**Required work:**
Check every line below for the word "shutdown" and give only the number of lines where it appears.

**Material for this exercise:**

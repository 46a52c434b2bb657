use futures::future::join_all;
use std::future::Future;
use std::sync::Arc;
use std::time::Duration;
use tokio::time::Instant;
use tokio_util::sync::CancellationToken;
use tracing::{debug, trace, warn};

use crate::common::{
    FailureReason, JobKey, JobRequest, LscError, PackageList, Result, RunOutcome, StatusReport,
    calculate_backoff,
};
use crate::lsc::read_status;
use crate::orchestrator::context::{CancelScope, OrchestratorContext};
use crate::orchestrator::metrics::{ActiveGuard, MetricsSnapshot};
use crate::orchestrator::pacemaker::{PollEvent, PollPacemaker};
use crate::orchestrator::plugin::OrchestratorPlugin;
use crate::persistence::KvStore;
use crate::policy::WaitStrategy;

/// 时间上限的封顶值 (30 年)，更大的值按它处理
const MAX_TIMEOUT: Duration = Duration::from_secs(86_400 * 365 * 30);

/// 计算截止时间，超大的 timeout 不会让 Instant 溢出
fn deadline_after(started: Instant, timeout: Duration) -> Instant {
    started
        .checked_add(timeout.min(MAX_TIMEOUT))
        .or_else(|| started.checked_add(Duration::from_secs(86_400)))
        .unwrap_or(started)
}

/// 一次 Store 调用 (含重试) 的结果
enum Attempt<T> {
    /// 调用成功
    Completed(T),
    /// 重试途中到达截止时间
    Deadline,
    /// 重试途中被取消
    Cancelled,
}

/// 编排器 Inner 结构体
struct OrchestratorInner {
    /// 全局上下文
    ctx: OrchestratorContext,
    /// 插件系统
    plugins: Vec<Box<dyn OrchestratorPlugin>>,
    /// 组合等待策略
    wait_strategy: Arc<dyn WaitStrategy>,
}

/// LSC 任务编排器 (The Engine)
///
/// 状态机: `Init -> Published -> Polling -> {Done, TimedOut, Failed}`
///
/// - 每个 (scan_id, host_ip) 一次 `run`，可以在多个协程中并发调用。
/// - 不同任务之间除了 Store 本身和原子计数器之外没有共享可变状态。
/// - Clone 廉价 (内部 Arc)。
pub struct LscOrchestrator {
    inner: Arc<OrchestratorInner>, // 减轻 Arc Clone
}

impl Clone for LscOrchestrator {
    fn clone(&self) -> Self {
        Self {
            inner: self.inner.clone(),
        }
    }
}

impl LscOrchestrator {
    /// 构造函数
    pub(crate) fn new_with_components(
        ctx: OrchestratorContext,
        plugins: Vec<Box<dyn OrchestratorPlugin>>,
        wait_strategy: Arc<dyn WaitStrategy>,
    ) -> Self {
        Self {
            inner: Arc::new(OrchestratorInner {
                ctx,
                plugins,
                wait_strategy,
            }),
        }
    }

    /// 创建一个 Builder
    pub fn builder() -> crate::orchestrator::OrchestratorBuilder {
        crate::orchestrator::OrchestratorBuilder::new()
    }

    /// 暴露内部储存
    pub fn store(&self) -> Arc<dyn KvStore> {
        self.inner.ctx.store.clone()
    }

    /// 当前配置的命名空间
    pub fn namespace(&self) -> &str {
        &self.inner.ctx.config.namespace
    }

    /// 指标快照
    pub fn metrics(&self) -> MetricsSnapshot {
        self.inner.ctx.metrics.snapshot()
    }

    /// 全局中止信号的子 Token
    ///
    /// 取消子 Token 只影响使用它的任务；`cancel()` 会连带取消所有子 Token。
    pub fn child_token(&self) -> CancellationToken {
        self.inner.ctx.shutdown.child_token()
    }

    /// 中止所有进行中的任务
    ///
    /// 每个任务会在下一个轮询边界 (或者正在进行的等待/Store 调用中) 立即以 Cancelled 结束。
    pub fn cancel(&self) {
        trace!("[Orchestrator] Cancel triggered.");
        self.inner.ctx.shutdown.cancel();
    }

    // ==========================================
    // 对外入口 (Call Surface)
    // ==========================================

    /// 发布请求并等待结论
    ///
    /// 使用配置中的命名空间与默认超时，以及编排器的全局中止信号。
    pub async fn run(
        &self,
        scan_id: &str,
        host_ip: &str,
        hostname: &str,
        os_release: &str,
        package_list: &PackageList,
    ) -> Result<RunOutcome> {
        let key = JobKey::new(scan_id, host_ip)?;
        let request = JobRequest::new(key, hostname, os_release, package_list.clone());
        let timeout = self.inner.ctx.config.policy.timeout();
        let token = self.child_token();
        self.run_request(&request, timeout, &token).await
    }

    /// 发布请求并等待结论 (完整参数版)
    ///
    /// - `timeout`: 从调用开始计算的总时间上限
    /// - `cancel`: 扫描级中止信号
    pub async fn run_request(
        &self,
        request: &JobRequest,
        timeout: Duration,
        cancel: &CancellationToken,
    ) -> Result<RunOutcome> {
        let key = request.key();

        // === Init: 编码 (失败直接返回，不触达 Store) ===
        let payload = request.to_json()?;

        // 空包列表: 没有需要检查的内容，直接 Done，不唤醒 Evaluator
        if request.is_noop() {
            debug!(
                scan_id = %key.scan_id,
                host_ip = %key.host_ip,
                "empty package list, skipping LSC hand-off"
            );
            self.inner.ctx.metrics.inc_short_circuited();
            let outcome = RunOutcome::Done(StatusReport::finished_empty());
            self.notify_finish(&key, &outcome).await;
            return Ok(outcome);
        }

        let _active = ActiveGuard::new(&self.inner.ctx.metrics);
        let started = Instant::now();
        let deadline = deadline_after(started, timeout);
        let scope = CancelScope::new(cancel, &self.inner.ctx.shutdown);
        let namespace = self.inner.ctx.config.namespace.as_str();
        let store_key = key.store_key(namespace);

        // === Init -> Published: 整体覆盖写入 ===
        let store: &dyn KvStore = self.inner.ctx.store.as_ref();
        let key_ref: &str = &store_key;
        let published = self
            .with_retry(&key, "publish", deadline, scope, move || {
                store.put(key_ref, payload.clone())
            })
            .await?;
        match published {
            Attempt::Completed(()) => {}
            Attempt::Deadline => {
                let outcome = RunOutcome::TimedOut {
                    elapsed: started.elapsed(),
                };
                return Ok(self.conclude(&key, &store_key, outcome, deadline).await);
            }
            Attempt::Cancelled => {
                let outcome = RunOutcome::Failed(FailureReason::Cancelled);
                return Ok(self.conclude(&key, &store_key, outcome, deadline).await);
            }
        }
        debug!(
            scan_id = %key.scan_id,
            host_ip = %key.host_ip,
            packages = request.package_list.len(),
            "LSC request published"
        );
        for p in self.inner.plugins.iter() {
            p.on_publish(&self.inner.ctx, request).await;
        }

        // === Published -> Polling ===
        let outcome = self
            .poll_until_terminal(&key, namespace, started, deadline, scope)
            .await?;
        Ok(self.conclude(&key, &store_key, outcome, deadline).await)
    }

    /// 只轮询，不发布
    ///
    /// 用于请求已由别处发布 (或者上一次 run 超时后继续等待) 的场景。
    /// - `namespace`: Store Key 的命名空间
    /// - `timeout_secs`: 总时间上限 (秒)
    pub async fn status_check(
        &self,
        scan_id: &str,
        host_ip: &str,
        namespace: &str,
        timeout_secs: u64,
    ) -> Result<RunOutcome> {
        let key = JobKey::new(scan_id, host_ip)?;
        let token = self.child_token();
        self.status_check_with(&key, namespace, Duration::from_secs(timeout_secs), &token)
            .await
    }

    /// 只轮询，不发布 (完整参数版)
    pub async fn status_check_with(
        &self,
        key: &JobKey,
        namespace: &str,
        timeout: Duration,
        cancel: &CancellationToken,
    ) -> Result<RunOutcome> {
        let _active = ActiveGuard::new(&self.inner.ctx.metrics);
        let started = Instant::now();
        let deadline = deadline_after(started, timeout);
        let scope = CancelScope::new(cancel, &self.inner.ctx.shutdown);
        let store_key = key.store_key(namespace);

        let outcome = self
            .poll_until_terminal(key, namespace, started, deadline, scope)
            .await?;
        Ok(self.conclude(key, &store_key, outcome, deadline).await)
    }

    /// 并发运行一批主机任务
    ///
    /// 每个请求独立发布、独立轮询；返回顺序与输入一致。
    pub async fn run_all(&self, requests: &[JobRequest]) -> Vec<Result<RunOutcome>> {
        let timeout = self.inner.ctx.config.policy.timeout();
        let token = self.child_token();
        let token = &token;
        join_all(
            requests
                .iter()
                .map(|request| self.run_request(request, timeout, token)),
        )
        .await
    }

    // ==========================================
    // Core Logic: 轮询状态机
    // ==========================================

    /// 轮询主循环
    ///
    /// 每一轮: 等待 (可被通知提前唤醒) -> 读取并分类 -> 判断是否终态。
    async fn poll_until_terminal(
        &self,
        key: &JobKey,
        namespace: &str,
        started: Instant,
        deadline: Instant,
        scope: CancelScope<'_>,
    ) -> Result<RunOutcome> {
        let mut pacemaker = PollPacemaker::new(
            scope,
            self.inner.ctx.store.change_notifier(),
            self.inner.wait_strategy.clone(),
            deadline,
        );
        let store: &dyn KvStore = self.inner.ctx.store.as_ref();

        loop {
            // 等待信号 (Wait)
            match pacemaker.wait_next().await {
                PollEvent::Trigger => {}
                PollEvent::Cancelled => return Ok(RunOutcome::Failed(FailureReason::Cancelled)),
                PollEvent::Deadline => {
                    return Ok(RunOutcome::TimedOut {
                        elapsed: started.elapsed(),
                    });
                }
            }

            // 读取 (每次重新读，不缓存)
            let report = match self
                .with_retry(key, "read status", deadline, scope, move || {
                    read_status(store, namespace, key)
                })
                .await?
            {
                Attempt::Completed(report) => report,
                Attempt::Cancelled => return Ok(RunOutcome::Failed(FailureReason::Cancelled)),
                Attempt::Deadline => {
                    return Ok(RunOutcome::TimedOut {
                        elapsed: started.elapsed(),
                    });
                }
            };

            // 取消优先于任何其他结论，即使刚好读到了终态
            if scope.is_cancelled() {
                return Ok(RunOutcome::Failed(FailureReason::Cancelled));
            }

            trace!(
                scan_id = %key.scan_id,
                host_ip = %key.host_ip,
                status = %report.status,
                "LSC status polled"
            );
            for p in self.inner.plugins.iter() {
                p.on_poll(&self.inner.ctx, key, &report).await;
            }

            if let Some(outcome) = RunOutcome::from_terminal(report) {
                return Ok(outcome);
            }
            // queued / running: 继续等
            pacemaker.mark_idle();
        }
    }

    /// 带截止时间与取消的 Store 调用
    ///
    /// - 单次调用受 `min(store_op_timeout, 剩余时间)` 约束
    /// - 可重试错误做带抖动的指数退避，不可重试错误直接返回
    async fn with_retry<T, F, Fut>(
        &self,
        key: &JobKey,
        op: &'static str,
        deadline: Instant,
        scope: CancelScope<'_>,
        mut call: F,
    ) -> Result<Attempt<T>>
    where
        F: FnMut() -> Fut,
        Fut: Future<Output = Result<T>>,
    {
        let policy = &self.inner.ctx.config.policy;
        let base = Duration::from_millis(policy.store_retry_base_ms);
        let max = Duration::from_millis(policy.store_retry_max_ms);
        let mut attempt: u32 = 0;

        loop {
            if scope.is_cancelled() {
                return Ok(Attempt::Cancelled);
            }
            let remaining = deadline.saturating_duration_since(Instant::now());
            if remaining.is_zero() {
                return Ok(Attempt::Deadline);
            }
            let bound = remaining.min(policy.store_op_timeout());

            let result = tokio::select! {
                biased;
                _ = scope.cancelled() => return Ok(Attempt::Cancelled),
                r = tokio::time::timeout(bound, call()) => r,
            };
            let err = match result {
                Ok(Ok(value)) => return Ok(Attempt::Completed(value)),
                Ok(Err(e)) => e,
                Err(_) => LscError::StoreUnavailable(format!("{} timed out after {:?}", op, bound)),
            };
            if !err.is_retryable() {
                return Err(err);
            }

            attempt = attempt.saturating_add(1);
            let backoff = calculate_backoff(attempt, base, max);
            warn!(
                scan_id = %key.scan_id,
                host_ip = %key.host_ip,
                attempt,
                ?backoff,
                error = %err,
                "store {} failed, retrying",
                op
            );
            for p in self.inner.plugins.iter() {
                p.on_store_retry(&self.inner.ctx, key, &err).await;
            }

            let wake = (Instant::now() + backoff).min(deadline);
            tokio::select! {
                biased;
                _ = scope.cancelled() => return Ok(Attempt::Cancelled),
                _ = tokio::time::sleep_until(wake) => {}
            }
        }
    }

    /// 收尾: 清理策略 + 通知插件
    async fn conclude(
        &self,
        key: &JobKey,
        store_key: &str,
        outcome: RunOutcome,
        deadline: Instant,
    ) -> RunOutcome {
        match &outcome {
            RunOutcome::Done(report) => debug!(
                scan_id = %key.scan_id,
                host_ip = %key.host_ip,
                status = %report.status,
                findings = report.results.len(),
                "LSC job finished"
            ),
            RunOutcome::TimedOut { elapsed } => warn!(
                scan_id = %key.scan_id,
                host_ip = %key.host_ip,
                ?elapsed,
                "LSC job timed out, leaving store record in place"
            ),
            RunOutcome::Failed(reason) => warn!(
                scan_id = %key.scan_id,
                host_ip = %key.host_ip,
                %reason,
                "LSC job failed"
            ),
        }

        if self.should_clean_up(&outcome) {
            self.clean_up(key, store_key, deadline).await;
        }
        self.notify_finish(key, &outcome).await;
        outcome
    }

    /// 超时与取消时 Evaluator 可能还在处理，记录保持原样
    fn should_clean_up(&self, outcome: &RunOutcome) -> bool {
        if !self.inner.ctx.config.policy.delete_on_terminal {
            return false;
        }
        match outcome {
            RunOutcome::Done(_) => true,
            RunOutcome::Failed(FailureReason::Evaluator(_))
            | RunOutcome::Failed(FailureReason::MalformedRecord(_)) => true,
            RunOutcome::Failed(FailureReason::Cancelled) | RunOutcome::TimedOut { .. } => false,
        }
    }

    /// 尽力删除记录，失败只记日志 (结论已经确定)
    async fn clean_up(&self, key: &JobKey, store_key: &str, deadline: Instant) {
        let remaining = deadline.saturating_duration_since(Instant::now());
        if remaining.is_zero() {
            return;
        }
        let bound = remaining.min(self.inner.ctx.config.policy.store_op_timeout());
        match tokio::time::timeout(bound, self.inner.ctx.store.delete(store_key)).await {
            Ok(Ok(())) => trace!(scan_id = %key.scan_id, host_ip = %key.host_ip, "store record removed"),
            Ok(Err(e)) => warn!(scan_id = %key.scan_id, host_ip = %key.host_ip, error = %e, "failed to remove store record"),
            Err(_) => warn!(scan_id = %key.scan_id, host_ip = %key.host_ip, "removing store record timed out"),
        }
    }

    async fn notify_finish(&self, key: &JobKey, outcome: &RunOutcome) {
        for p in self.inner.plugins.iter() {
            p.on_finish(&self.inner.ctx, key, outcome).await;
        }
    }
}

#[cfg(test)]
mod tests {
    use super::*;

    #[test]
    fn huge_timeout_is_capped_instead_of_overflowing() {
        let now = Instant::now();
        assert_eq!(deadline_after(now, Duration::MAX), now + MAX_TIMEOUT);
        assert_eq!(
            deadline_after(now, Duration::from_secs(u64::MAX)),
            now + MAX_TIMEOUT
        );
        assert_eq!(
            deadline_after(now, Duration::from_millis(150)),
            now + Duration::from_millis(150)
        );
    }
}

**Answer to this problem:**
4